Another one interesting work is Apple's Darwin streaming server, which is the part of Darwin project, open-source and free real-time operating system, specifically designed to give the QuickTime streaming format a huge boost from the server side. [APPL]. This is the Open Source project, which represents the good developer framework to stream QuickTime movies. Darwin supports RTP and RTSP protocols. Apple did not publish any detailed documentation yet, but it seems that this project may be the very good base to extend with functionality implemented in our work.
There is no exact web analog of our approach that uses the closed captions text as the easy and powerful way to improve the accessibility of required content. The transcript of news programs is available for search at the CNN site cnn.com, that helps to locate the movie by keywords. But this system does not use the text as a part of multimedia broadcast. All video broadcasters start to play video from the very beginning, while we offer the choice to play from the fragment selected by the text search. The CNN broadcasts only small programs of few minutes length, where the text and video synchronization is not so important as in SBSVS, where is no limit for the TV program length.

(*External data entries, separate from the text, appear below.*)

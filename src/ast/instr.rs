//! The bytecode instruction set.
//!
//! Instructions are 1, 2, or 3 bytes long. The top bits of the first byte select the class:
//!
//! ```text
//! 0b00DDDSSS                      store byte:  mem[rD] = rS
//! 0b01DDDSSS                      load byte:   rD = mem[rS]
//! 0b10......                      (reserved)
//! 0b1100XXXX                      misc short:  0 = nop, 1 = syscall, 2 = clear instruction cache
//! 0b11010DDD VVVVVVVV             set8:        rD = V
//! 0b11011DDD VVVVVVVV VVVVVVVV    set16:       rD = V (big-endian)
//! 0b111OOOOD DDAAABBB             ALU:         op O, destination D, operands A and B
//! ```
//!
//! The length of an instruction can be computed from its first byte alone ([`instr_len`]),
//! which lets the fetch stage pull exactly as many bytes as it needs before decoding.

use std::borrow::Cow;

use super::Reg;

/// Misc-long first bytes that begin a 3-byte instruction (`first >> 3`).
const LONG_MISC_PATTERN: u8 = 0b11011;

/// Number of bytes in the instruction that starts with the given byte.
///
/// ```
/// use bytekernel::ast::instr::instr_len;
///
/// assert_eq!(instr_len(0x47), 1); // load byte
/// assert_eq!(instr_len(0xC1), 1); // syscall
/// assert_eq!(instr_len(0xD3), 2); // set8
/// assert_eq!(instr_len(0xE0), 2); // ALU
/// assert_eq!(instr_len(0xDF), 3); // set16
/// ```
pub fn instr_len(first: u8) -> usize {
    if first < 0xD0 {
        1
    } else if first >> 3 != LONG_MISC_PATTERN {
        2
    } else {
        3
    }
}

/// An increment or decrement step, between 1 and 64 (inclusive).
///
/// This is stored in the 6 low bits of an `Inc`/`Dec` instruction as `step - 1`.
#[derive(Debug, PartialEq, Eq, Hash, Clone, Copy)]
pub struct Step(u8);
impl Step {
    /// The smallest step.
    pub const ONE: Step = Step(1);

    /// Creates a step, returning `None` if it is not in `1..=64`.
    pub fn new(n: u8) -> Option<Self> {
        (1..=64).contains(&n).then_some(Step(n))
    }
    /// Gets the value of the step.
    pub fn get(self) -> u8 {
        self.0
    }
}

/// Flags written by a [`AluInstr::Cmp`] instruction.
///
/// Each constant is the bit index of the flag inside the result register,
/// which is the same index a [`AluInstr::Skip`] instruction tests.
pub mod cmp_flags {
    /// `a == b`
    pub const EQ: u8 = 0;
    /// `a == 0`
    pub const EQ_ZERO: u8 = 1;
    /// `a != b`
    pub const NE: u8 = 2;
    /// `a != 0`
    pub const NE_ZERO: u8 = 3;
    /// `a < b`
    pub const LT: u8 = 4;
    /// `a <= b`
    pub const LE: u8 = 5;
    /// `a > b`
    pub const GT: u8 = 6;
    /// `a >= b`
    pub const GE: u8 = 7;

    /// Computes the (unsigned) comparison mask of two values.
    ///
    /// ```
    /// use bytekernel::ast::instr::cmp_flags::{self, compare};
    ///
    /// let mask = compare(3, 5);
    /// assert_ne!(mask & (1 << cmp_flags::LT), 0);
    /// assert_eq!(mask & (1 << cmp_flags::EQ), 0);
    /// ```
    pub fn compare(a: u16, b: u16) -> u16 {
        let flags = [
            (EQ, a == b),
            (EQ_ZERO, a == 0),
            (NE, a != b),
            (NE_ZERO, a != 0),
            (LT, a < b),
            (LE, a <= b),
            (GT, a > b),
            (GE, a >= b),
        ];

        flags.into_iter()
            .filter(|&(_, set)| set)
            .fold(0, |acc, (bit, _)| acc | (1 << bit))
    }
}

/// A memory instruction (1 byte).
#[derive(Debug, PartialEq, Eq, Hash, Clone, Copy)]
pub enum MemInstr {
    /// Stores the low byte of `src` at the address in `addr`.
    StoreByte {
        #[allow(missing_docs)]
        addr: Reg,
        #[allow(missing_docs)]
        src: Reg
    },
    /// Loads the byte at the address in `addr` into `dst`.
    LoadByte {
        #[allow(missing_docs)]
        dst: Reg,
        #[allow(missing_docs)]
        addr: Reg
    },
}

/// An ALU instruction (2 bytes).
///
/// For three-operand variants, the order is `(dst, a, b)`.
#[derive(Debug, PartialEq, Eq, Hash, Clone, Copy)]
pub enum AluInstr {
    /// `dst = a + b`
    Add(Reg, Reg, Reg),
    /// `dst = a - b`
    Sub(Reg, Reg, Reg),
    /// `dst = a * b`
    Mul(Reg, Reg, Reg),
    /// `dst = a / b` (dividing by zero is fatal)
    Div(Reg, Reg, Reg),
    /// `dst = a ^ b`
    Xor(Reg, Reg, Reg),
    /// `dst = a | b`
    Or(Reg, Reg, Reg),
    /// `dst = a & b`
    And(Reg, Reg, Reg),
    /// `dst = !a`
    Not(Reg, Reg),
    /// `dst = compare(a, b)`; see [`cmp_flags`].
    Cmp(Reg, Reg, Reg),
    /// `dst = a << b`
    Shl(Reg, Reg, Reg),
    /// `dst = a >> b`
    Shr(Reg, Reg, Reg),
    /// Skips the next instruction if bit `.1` (0-7) of the register is set.
    Skip(Reg, u8),
    /// Stores the 16-bit value of `.1` at the address in `.0` (big-endian).
    Store16(Reg, Reg),
    /// Loads the 16-bit value at the address in `.1` into `.0` (big-endian).
    Load16(Reg, Reg),
    /// `dst += step`
    Inc(Reg, Step),
    /// `dst -= step`
    Dec(Reg, Step),
}

/// A miscellaneous instruction (1, 2, or 3 bytes).
#[derive(Debug, PartialEq, Eq, Hash, Clone, Copy)]
pub enum MiscInstr {
    /// Does nothing.
    Nop,
    /// Calls into the kernel with `r0` as the selector.
    Syscall,
    /// Empties the instruction cache.
    ClearInstrCache,
    /// Loads an 8-bit immediate.
    Set8(Reg, u8),
    /// Loads a 16-bit immediate.
    Set16(Reg, u16),
}

/// A decoded bytecode instruction.
#[derive(Debug, PartialEq, Eq, Hash, Clone, Copy)]
pub enum Instr {
    #[allow(missing_docs)]
    Mem(MemInstr),
    #[allow(missing_docs)]
    Alu(AluInstr),
    #[allow(missing_docs)]
    Misc(MiscInstr),
}

/// Errors from decoding an instruction.
#[derive(Debug, PartialEq, Eq, Hash, Clone, Copy)]
pub enum DecodeErr {
    /// The memory instruction uses the reserved sub-op (`0b10`).
    ReservedMemOp(u8),
    /// The misc-short selector is not one of nop, syscall, or clear-instruction-cache.
    UnknownMisc(u8),
    /// Fewer bytes were provided than the first byte requires.
    Truncated,
}
impl std::fmt::Display for DecodeErr {
    fn fmt(&self, f: &mut std::fmt::Formatter<'_>) -> std::fmt::Result {
        match self {
            DecodeErr::ReservedMemOp(b) => write!(f, "reserved memory operation (byte x{b:02X})"),
            DecodeErr::UnknownMisc(b)   => write!(f, "unknown misc operation (byte x{b:02X})"),
            DecodeErr::Truncated        => f.write_str("instruction is missing bytes"),
        }
    }
}
impl std::error::Error for DecodeErr {}
impl crate::err::Error for DecodeErr {
    fn help(&self) -> Option<Cow<str>> {
        match self {
            DecodeErr::ReservedMemOp(_) => Some(Cow::from("bytes x80-xBF do not begin any instruction")),
            DecodeErr::UnknownMisc(_)   => Some(Cow::from("only xC0, xC1, and xC2 are defined misc-short instructions")),
            DecodeErr::Truncated        => None,
        }
    }
}

mod alu_op {
    pub const ADD: u16 = 0;
    pub const SUB: u16 = 1;
    pub const MUL: u16 = 2;
    pub const DIV: u16 = 3;
    pub const XOR: u16 = 4;
    pub const OR: u16 = 5;
    pub const AND: u16 = 6;
    pub const NOT: u16 = 7;
    pub const CMP: u16 = 8;
    pub const SHL: u16 = 9;
    pub const SHR: u16 = 10;
    pub const SKIP: u16 = 11;
    pub const STORE16: u16 = 12;
    pub const LOAD16: u16 = 13;
    pub const INC: u16 = 14;
    pub const DEC: u16 = 15;
}

impl Instr {
    /// Decodes the instruction at the start of `bytes`.
    ///
    /// Only the first [`instr_len`] bytes are read. This fails
    /// on the reserved memory sub-op and on unknown misc-short selectors;
    /// every other bit pattern decodes into some instruction.
    ///
    /// ```
    /// use bytekernel::ast::instr::{Instr, MiscInstr};
    /// use bytekernel::ast::reg_consts::R1;
    ///
    /// assert_eq!(Instr::decode(&[0xD1, 7]), Ok(Instr::Misc(MiscInstr::Set8(R1, 7))));
    /// assert!(Instr::decode(&[0x80]).is_err());
    /// ```
    pub fn decode(bytes: &[u8]) -> Result<Self, DecodeErr> {
        let &first = bytes.first().ok_or(DecodeErr::Truncated)?;
        let bytes = bytes.get(..instr_len(first)).ok_or(DecodeErr::Truncated)?;

        match first >> 6 {
            0b00 => Ok(Instr::Mem(MemInstr::StoreByte {
                addr: Reg::from_bits(u16::from(first >> 3)),
                src: Reg::from_bits(u16::from(first))
            })),
            0b01 => Ok(Instr::Mem(MemInstr::LoadByte {
                dst: Reg::from_bits(u16::from(first >> 3)),
                addr: Reg::from_bits(u16::from(first))
            })),
            0b10 => Err(DecodeErr::ReservedMemOp(first)),
            _ if first & 0b0010_0000 != 0 => {
                let word = u16::from_be_bytes([bytes[0], bytes[1]]);
                Ok(Instr::Alu(decode_alu(word)))
            },
            _ if first & 0b0001_0000 == 0 => match first & 0x0F {
                0 => Ok(Instr::Misc(MiscInstr::Nop)),
                1 => Ok(Instr::Misc(MiscInstr::Syscall)),
                2 => Ok(Instr::Misc(MiscInstr::ClearInstrCache)),
                _ => Err(DecodeErr::UnknownMisc(first)),
            },
            _ => {
                let dst = Reg::from_bits(u16::from(first));
                match first & 0b1000 != 0 {
                    false => Ok(Instr::Misc(MiscInstr::Set8(dst, bytes[1]))),
                    true  => Ok(Instr::Misc(MiscInstr::Set16(dst, u16::from_be_bytes([bytes[1], bytes[2]])))),
                }
            }
        }
    }

    /// Appends the byte encoding of this instruction to `out`.
    ///
    /// The skip bit of [`AluInstr::Skip`] is truncated to 3 bits.
    pub fn encode(&self, out: &mut Vec<u8>) {
        fn alu(op: u16, d: Reg, a: u16, b: u16) -> [u8; 2] {
            let word = 0xE000
                | (op << 9)
                | (u16::from(d.0) << 6)
                | ((a & 0b111) << 3)
                | (b & 0b111);
            word.to_be_bytes()
        }
        fn alu3(op: u16, d: Reg, a: Reg, b: Reg) -> [u8; 2] {
            alu(op, d, u16::from(a.0), u16::from(b.0))
        }
        fn step(op: u16, d: Reg, s: Step) -> [u8; 2] {
            let bits = u16::from(s.0 - 1);
            alu(op, d, bits >> 3, bits)
        }

        match *self {
            Instr::Mem(MemInstr::StoreByte { addr, src }) => out.push((addr.0 << 3) | src.0),
            Instr::Mem(MemInstr::LoadByte { dst, addr }) => out.push(0b0100_0000 | (dst.0 << 3) | addr.0),
            Instr::Alu(instr) => out.extend(match instr {
                AluInstr::Add(d, a, b) => alu3(alu_op::ADD, d, a, b),
                AluInstr::Sub(d, a, b) => alu3(alu_op::SUB, d, a, b),
                AluInstr::Mul(d, a, b) => alu3(alu_op::MUL, d, a, b),
                AluInstr::Div(d, a, b) => alu3(alu_op::DIV, d, a, b),
                AluInstr::Xor(d, a, b) => alu3(alu_op::XOR, d, a, b),
                AluInstr::Or(d, a, b)  => alu3(alu_op::OR, d, a, b),
                AluInstr::And(d, a, b) => alu3(alu_op::AND, d, a, b),
                AluInstr::Not(d, a)    => alu(alu_op::NOT, d, u16::from(a.0), 0),
                AluInstr::Cmp(d, a, b) => alu3(alu_op::CMP, d, a, b),
                AluInstr::Shl(d, a, b) => alu3(alu_op::SHL, d, a, b),
                AluInstr::Shr(d, a, b) => alu3(alu_op::SHR, d, a, b),
                AluInstr::Skip(r, bit) => alu(alu_op::SKIP, r, u16::from(bit), 0),
                AluInstr::Store16(addr, src) => alu(alu_op::STORE16, addr, u16::from(src.0), 0),
                AluInstr::Load16(dst, addr)  => alu(alu_op::LOAD16, dst, u16::from(addr.0), 0),
                AluInstr::Inc(d, s) => step(alu_op::INC, d, s),
                AluInstr::Dec(d, s) => step(alu_op::DEC, d, s),
            }),
            Instr::Misc(MiscInstr::Nop) => out.push(0xC0),
            Instr::Misc(MiscInstr::Syscall) => out.push(0xC1),
            Instr::Misc(MiscInstr::ClearInstrCache) => out.push(0xC2),
            Instr::Misc(MiscInstr::Set8(d, v)) => out.extend([0xD0 | d.0, v]),
            Instr::Misc(MiscInstr::Set16(d, v)) => {
                out.push(0xD8 | d.0);
                out.extend(v.to_be_bytes());
            },
        }
    }

    /// The number of bytes this instruction encodes into.
    pub fn len(&self) -> usize {
        match self {
            Instr::Mem(_) => 1,
            Instr::Alu(_) => 2,
            Instr::Misc(MiscInstr::Set8(..)) => 2,
            Instr::Misc(MiscInstr::Set16(..)) => 3,
            Instr::Misc(_) => 1,
        }
    }
}

fn decode_alu(word: u16) -> AluInstr {
    let op = (word >> 9) & 0xF;
    let d = Reg::from_bits(word >> 6);
    let a = Reg::from_bits(word >> 3);
    let b = Reg::from_bits(word);

    match op {
        alu_op::ADD => AluInstr::Add(d, a, b),
        alu_op::SUB => AluInstr::Sub(d, a, b),
        alu_op::MUL => AluInstr::Mul(d, a, b),
        alu_op::DIV => AluInstr::Div(d, a, b),
        alu_op::XOR => AluInstr::Xor(d, a, b),
        alu_op::OR  => AluInstr::Or(d, a, b),
        alu_op::AND => AluInstr::And(d, a, b),
        alu_op::NOT => AluInstr::Not(d, a),
        alu_op::CMP => AluInstr::Cmp(d, a, b),
        alu_op::SHL => AluInstr::Shl(d, a, b),
        alu_op::SHR => AluInstr::Shr(d, a, b),
        alu_op::SKIP => AluInstr::Skip(d, a.0),
        alu_op::STORE16 => AluInstr::Store16(d, a),
        alu_op::LOAD16  => AluInstr::Load16(d, a),
        // 6 low bits hold step - 1, so this is always in 1..=64
        alu_op::INC => AluInstr::Inc(d, Step((word & 0x3F) as u8 + 1)),
        _           => AluInstr::Dec(d, Step((word & 0x3F) as u8 + 1)),
    }
}

impl std::fmt::Display for Instr {
    fn fmt(&self, f: &mut std::fmt::Formatter<'_>) -> std::fmt::Result {
        match *self {
            Instr::Mem(MemInstr::StoreByte { addr, src }) => write!(f, "STB [{addr}], {src}"),
            Instr::Mem(MemInstr::LoadByte { dst, addr }) => write!(f, "LDB {dst}, [{addr}]"),
            Instr::Alu(AluInstr::Add(d, a, b)) => write!(f, "ADD {d}, {a}, {b}"),
            Instr::Alu(AluInstr::Sub(d, a, b)) => write!(f, "SUB {d}, {a}, {b}"),
            Instr::Alu(AluInstr::Mul(d, a, b)) => write!(f, "MUL {d}, {a}, {b}"),
            Instr::Alu(AluInstr::Div(d, a, b)) => write!(f, "DIV {d}, {a}, {b}"),
            Instr::Alu(AluInstr::Xor(d, a, b)) => write!(f, "XOR {d}, {a}, {b}"),
            Instr::Alu(AluInstr::Or(d, a, b))  => write!(f, "OR {d}, {a}, {b}"),
            Instr::Alu(AluInstr::And(d, a, b)) => write!(f, "AND {d}, {a}, {b}"),
            Instr::Alu(AluInstr::Not(d, a))    => write!(f, "NOT {d}, {a}"),
            Instr::Alu(AluInstr::Cmp(d, a, b)) => write!(f, "CMP {d}, {a}, {b}"),
            Instr::Alu(AluInstr::Shl(d, a, b)) => write!(f, "SHL {d}, {a}, {b}"),
            Instr::Alu(AluInstr::Shr(d, a, b)) => write!(f, "SHR {d}, {a}, {b}"),
            Instr::Alu(AluInstr::Skip(r, bit)) => write!(f, "SKIP {r}, #{bit}"),
            Instr::Alu(AluInstr::Store16(addr, src)) => write!(f, "STW [{addr}], {src}"),
            Instr::Alu(AluInstr::Load16(dst, addr))  => write!(f, "LDW {dst}, [{addr}]"),
            Instr::Alu(AluInstr::Inc(d, s)) => write!(f, "INC {d}, #{}", s.get()),
            Instr::Alu(AluInstr::Dec(d, s)) => write!(f, "DEC {d}, #{}", s.get()),
            Instr::Misc(MiscInstr::Nop) => f.write_str("NOP"),
            Instr::Misc(MiscInstr::Syscall) => f.write_str("SYSCALL"),
            Instr::Misc(MiscInstr::ClearInstrCache) => f.write_str("CLRICACHE"),
            Instr::Misc(MiscInstr::Set8(d, v))  => write!(f, "SET8 {d}, x{v:02X}"),
            Instr::Misc(MiscInstr::Set16(d, v)) => write!(f, "SET16 {d}, x{v:04X}"),
        }
    }
}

The small company Virage [Virage] offers to Web developers a product which incorporates closed captions and speech recognition as the way to index and search the video. The company's technology can also split the video to separate "shots" to help video engineers to jump from one scene to the next one. They partners with major web search providers and news sites to bring together the video and keyword search navigation. This service will soon appear at ABCNEWS.com, CNEt.com and C-Span.com sites.
The most outstanding work in the video streaming area is the Terabyte Digital Video Library at Carnegie Mellon University [CMU]. This project is the only one we can find that pays a lot of attention not just to simply store and play back video, but to develop a new technology for searching through vast media collections and retrieving the most relevant selections. This research is in the area of artificial intelligence, where the stored video is postprocessed to extract additional information. First, they retrieve as much of text information as possible. The sources of text in video programs are: closed captions, speech recognition and video optical character recognition. Second, the video is processed to retrieve most informative shots to use in indexing.
The paper in IEEE Computer journal [CMU] describes many of innovative heuristics implemented to extract additional information. For example, they observed that text frames on the video are likely to hold on the screen while other parts of the pictures change frequently and probably have the rectangular shape. When text areas are detected the set of related consecutive frames is used to improve the text quality. Then the commercial OCR is used. Another example is the way they partitioned the video segments into shots and selected a representative frame for each shot for video indexing. This
The only drawback of CMU system is the enormous system administration efforts required to maintain this system that also make it very hard to replicate.